ひとりぼっちの上司と私
「〝きっといる あなたのワガママ 愛せる人〟――だって。これは僕向けとは言えないアドバイスだなぁ。……ん? このミニブックは」
ラインナップの種類や、商品の説明、注意事項。今さらじっくりと読む内容ではないだろうに、社長はなぜか真剣な顔でジッと文字を追っている。
「社長? まさか、今頃誤字脱字があったとかじゃないですよね……?」
「……ああごめん、大丈夫だ。さて、加納さんもやってごらん」
ミニブックを丁寧に折りたたんでポケットにしまった彼が、私にもレバーを回すよう促す。
言われるがまま、社長と交代するようにして私もガチャマシーンの前に立った。
カチカチカチ、と音がした後で取り出し口にカプセルが吐き出される。開封に少し手間取っていると社長が「開けてあげる」と手を貸してくれる。

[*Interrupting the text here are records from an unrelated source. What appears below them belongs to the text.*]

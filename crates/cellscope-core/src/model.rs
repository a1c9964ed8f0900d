//! Hidden Markov Model containers for traffic decoding.
//!
//! An [`Hmm`] is a pure value: an ordered state space, an ordered observation
//! alphabet, start probabilities, a transition matrix, and per-(state, code)
//! emission parameters. A [`ModelPair`] bundles the packet-level and
//! stream-level models, either of which may be absent.
//!
//! Models are immutable after construction. Hot-swap hands snapshots to
//! worker threads as `Arc<ModelPair>`, so replacement never mutates a model a
//! decode is reading.

use std::fmt;

/// Longest accepted state name, in bytes.
pub const MAX_STATE_NAME_LEN: usize = 63;

/// Longest accepted observation code, in bytes.
pub const MAX_OBS_CODE_LEN: usize = 7;

/// One-character tag categorising an observation.
#[derive(Debug, Clone, Copy, PartialEq, Eq, Hash)]
pub enum ObsCode {
    /// `+`: payload moved away from the client end.
    ToServer,
    /// `-`: payload moved toward the client end.
    ToClient,
    /// `$`: a new stream appeared on the circuit.
    StreamNew,
    /// `F`: end-of-sequence marker.
    End,
}

impl ObsCode {
    /// Wire representation of the code.
    pub fn as_str(self) -> &'static str {
        match self {
            Self::ToServer => "+",
            Self::ToClient => "-",
            Self::StreamNew => "$",
            Self::End => "F",
        }
    }

    /// Parse a wire code. Returns `None` for anything outside the alphabet.
    pub fn from_str(s: &str) -> Option<Self> {
        match s {
            "+" => Some(Self::ToServer),
            "-" => Some(Self::ToClient),
            "$" => Some(Self::StreamNew),
            "F" => Some(Self::End),
            _ => None,
        }
    }
}

impl fmt::Display for ObsCode {
    fn fmt(&self, f: &mut fmt::Formatter<'_>) -> fmt::Result {
        f.write_str(self.as_str())
    }
}

/// A single committed observation: the gap to the previous committed
/// observation and the code describing what happened.
#[derive(Debug, Clone, Copy, PartialEq, Eq)]
pub struct Observation {
    /// Microseconds since the previous committed observation.
    pub delay_usec: u64,
    /// What was observed.
    pub code: ObsCode,
}

impl Observation {
    pub fn new(delay_usec: u64, code: ObsCode) -> Self {
        Self { delay_usec, code }
    }
}

/// Emission parameters for one (state, observation-code) cell.
///
/// `dp` is the probability mass for the code in this state. `sigma > 0`
/// selects a lognormal delay distribution with parameters `(mu, sigma)`;
/// otherwise `lambda > 0` selects an exponential with rate `lambda`. For the
/// terminal code only `dp` is meaningful.
#[derive(Debug, Clone, Copy, PartialEq, Default)]
pub struct Emission {
    pub dp: f64,
    pub mu: f64,
    pub sigma: f64,
    pub lambda: f64,
}

impl Emission {
    pub(crate) const ZERO: Emission = Emission {
        dp: 0.0,
        mu: 0.0,
        sigma: 0.0,
        lambda: 0.0,
    };

    /// True if any parameter is set. Zero cells are omitted on re-serialisation.
    fn is_set(&self) -> bool {
        self.dp != 0.0 || self.mu != 0.0 || self.sigma != 0.0 || self.lambda != 0.0
    }
}

/// A Hidden Markov Model over delay-coded traffic observations.
///
/// Probability rows are trusted as provided; the engine does not
/// re-normalise. Zero entries mark impossible starts/transitions/emissions.
#[derive(Debug, Clone, PartialEq)]
pub struct Hmm {
    pub(crate) states: Vec<String>,
    pub(crate) obs: Vec<String>,
    pub(crate) max_state_len: usize,
    pub(crate) start: Vec<f64>,
    pub(crate) trans: Vec<Vec<f64>>,
    pub(crate) emit: Vec<Vec<Emission>>,
}

impl Hmm {
    pub(crate) fn with_spaces(states: Vec<String>, obs: Vec<String>) -> Self {
        let n = states.len();
        let m = obs.len();
        let max_state_len = states.iter().map(String::len).max().unwrap_or(0);
        Self {
            states,
            obs,
            max_state_len,
            start: vec![0.0; n],
            trans: vec![vec![0.0; n]; n],
            emit: vec![vec![Emission::ZERO; m]; n],
        }
    }

    /// Number of states.
    pub fn num_states(&self) -> usize {
        self.states.len()
    }

    /// Number of observation codes in the alphabet.
    pub fn num_obs(&self) -> usize {
        self.obs.len()
    }

    /// Ordered state names.
    pub fn states(&self) -> &[String] {
        &self.states
    }

    /// Ordered observation alphabet.
    pub fn obs_space(&self) -> &[String] {
        &self.obs
    }

    /// Name of state `i`.
    pub fn state_name(&self, i: usize) -> &str {
        &self.states[i]
    }

    /// Longest state name in bytes. Bounds the path encoder's buffer.
    pub fn max_state_name_len(&self) -> usize {
        self.max_state_len
    }

    /// Index of a state by name.
    pub fn state_index(&self, name: &str) -> Option<usize> {
        self.states.iter().position(|s| s == name)
    }

    /// Index of an observation code by wire string.
    pub fn obs_index(&self, code: &str) -> Option<usize> {
        self.obs.iter().position(|o| o == code)
    }

    /// Index of an observation code in this model's alphabet.
    pub fn obs_code_index(&self, code: ObsCode) -> Option<usize> {
        self.obs_index(code.as_str())
    }

    /// Start probability of state `i`.
    pub fn start_prob(&self, i: usize) -> f64 {
        self.start[i]
    }

    /// Transition probability from state `from` to state `to`.
    pub fn trans_prob(&self, from: usize, to: usize) -> f64 {
        self.trans[from][to]
    }

    /// Emission parameters for state `i` and observation-code index `k`.
    pub fn emission(&self, i: usize, k: usize) -> &Emission {
        &self.emit[i][k]
    }

    /// Log a one-line summary at info level and the full tables at debug
    /// level. Called once per successful install.
    pub(crate) fn log_contents(&self, label: &str) {
        log::info!(
            "{label} model: {} states, alphabet [{}], longest state name {} bytes",
            self.num_states(),
            self.obs.join(" "),
            self.max_state_len,
        );
        if !log::log_enabled!(log::Level::Debug) {
            return;
        }
        for (i, name) in self.states.iter().enumerate() {
            log::debug!("{label} start_prob[{name}] = {}", self.start[i]);
            for (j, dst) in self.states.iter().enumerate() {
                if self.trans[i][j] != 0.0 {
                    log::debug!("{label} trans_prob[{name}][{dst}] = {}", self.trans[i][j]);
                }
            }
            for (k, code) in self.obs.iter().enumerate() {
                let e = &self.emit[i][k];
                if e.is_set() {
                    log::debug!(
                        "{label} emit[{name}][{code}] = dp {} mu {} sigma {} lambda {}",
                        e.dp,
                        e.mu,
                        e.sigma,
                        e.lambda,
                    );
                }
            }
        }
    }

    fn write_wire(&self, out: &mut String) {
        out.push_str("{\"state_space\":[");
        for (i, s) in self.states.iter().enumerate() {
            if i > 0 {
                out.push(';');
            }
            out.push('"');
            out.push_str(s);
            out.push('"');
        }
        out.push_str("];\"observation_space\":[");
        for (k, o) in self.obs.iter().enumerate() {
            if k > 0 {
                out.push(';');
            }
            out.push('"');
            out.push_str(o);
            out.push('"');
        }
        out.push_str("];\"start_probability\":{");
        let mut first = true;
        for (i, s) in self.states.iter().enumerate() {
            if self.start[i] == 0.0 {
                continue;
            }
            if !first {
                out.push(';');
            }
            first = false;
            out.push_str(&format!("\"{s}\":{}", self.start[i]));
        }
        out.push_str("};\"transition_probability\":{");
        for (i, s) in self.states.iter().enumerate() {
            if i > 0 {
                out.push(';');
            }
            out.push_str(&format!("\"{s}\":{{"));
            let mut first = true;
            for (j, dst) in self.states.iter().enumerate() {
                if self.trans[i][j] == 0.0 {
                    continue;
                }
                if !first {
                    out.push(';');
                }
                first = false;
                out.push_str(&format!("\"{dst}\":{}", self.trans[i][j]));
            }
            out.push('}');
        }
        out.push_str("};\"emission_probability\":{");
        for (i, s) in self.states.iter().enumerate() {
            if i > 0 {
                out.push(';');
            }
            out.push_str(&format!("\"{s}\":{{"));
            let mut first = true;
            for (k, code) in self.obs.iter().enumerate() {
                let e = &self.emit[i][k];
                if !e.is_set() {
                    continue;
                }
                if !first {
                    out.push(';');
                }
                first = false;
                if code == "F" {
                    out.push_str(&format!("\"{code}\":[{}]", e.dp));
                } else {
                    out.push_str(&format!(
                        "\"{code}\":[{};{};{};{}]",
                        e.dp, e.mu, e.sigma, e.lambda
                    ));
                }
            }
            out.push('}');
        }
        out.push_str("}}");
    }
}

/// The packet-level and stream-level models, either of which may be absent.
/// Absence disables the corresponding observation track.
#[derive(Debug, Clone, Default, PartialEq)]
pub struct ModelPair {
    /// Model for packets within a stream (`+` / `-` / `F`).
    pub packets: Option<Hmm>,
    /// Model for streams within a circuit (`$` / `F`).
    pub streams: Option<Hmm>,
}

impl ModelPair {
    /// True when neither track has a model.
    pub fn is_empty(&self) -> bool {
        self.packets.is_none() && self.streams.is_none()
    }

    /// Re-serialise to the wire dictionary syntax accepted by the parser.
    ///
    /// Key order is canonical (spaces first, then start, transition, and
    /// emission sections); zero cells are omitted. Feeding the result back
    /// through the parser reproduces a structurally equal pair.
    pub fn to_wire_string(&self) -> String {
        let mut out = String::from("{");
        let mut first = true;
        if let Some(hmm) = &self.packets {
            out.push_str("\"packet_model\":");
            hmm.write_wire(&mut out);
            first = false;
        }
        if let Some(hmm) = &self.streams {
            if !first {
                out.push(';');
            }
            out.push_str("\"stream_model\":");
            hmm.write_wire(&mut out);
        }
        out.push('}');
        out
    }
}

カプセルから出てきた瓶の中では、愛らしいセキセイインコがラブレターをくわえていた。
私がおみくじを黙読する脇で、社長も内容を声に出す。
「〝守りたい 笑顔があるなら 即行動〟――いいね。この、背中を押される感じ。今のきみの気持ちにも合ってるんじゃない?」
「えっ?」
私の気持ち……?
ぽかんとしていると、社長がにっこり微笑んだ。